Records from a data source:
# # #
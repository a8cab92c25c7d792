//! Interfaces the editor implements to receive drag results.

use glam::Mat4;

use crate::transformation::Transformation;

/// Receives drag updates for the current selection.
///
/// Each [`apply`](TransformSink::apply) replaces the previous in-progress
/// transform, since every update is measured from the drag anchor.
pub trait TransformSink {
    /// Preview `transformation`, placed by the pivot captured at drag start
    fn apply(&mut self, transformation: &Transformation, pivot2world: &Mat4);

    /// Bake the in-progress transform into the selected objects
    fn freeze(&mut self);
}

/// A scoped undo transaction around one drag
pub trait UndoSystem {
    /// Opened before the first mutating update
    fn start(&mut self);

    /// Closed with a name describing the committed change
    fn finish(&mut self, name: &str);
}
# # #
(What is required): Wherever a line in the records contains the word "TransformSink", copy that line.

(The answer):
/// Each [`apply`](TransformSink::apply) replaces the previous in-progress
pub trait TransformSink {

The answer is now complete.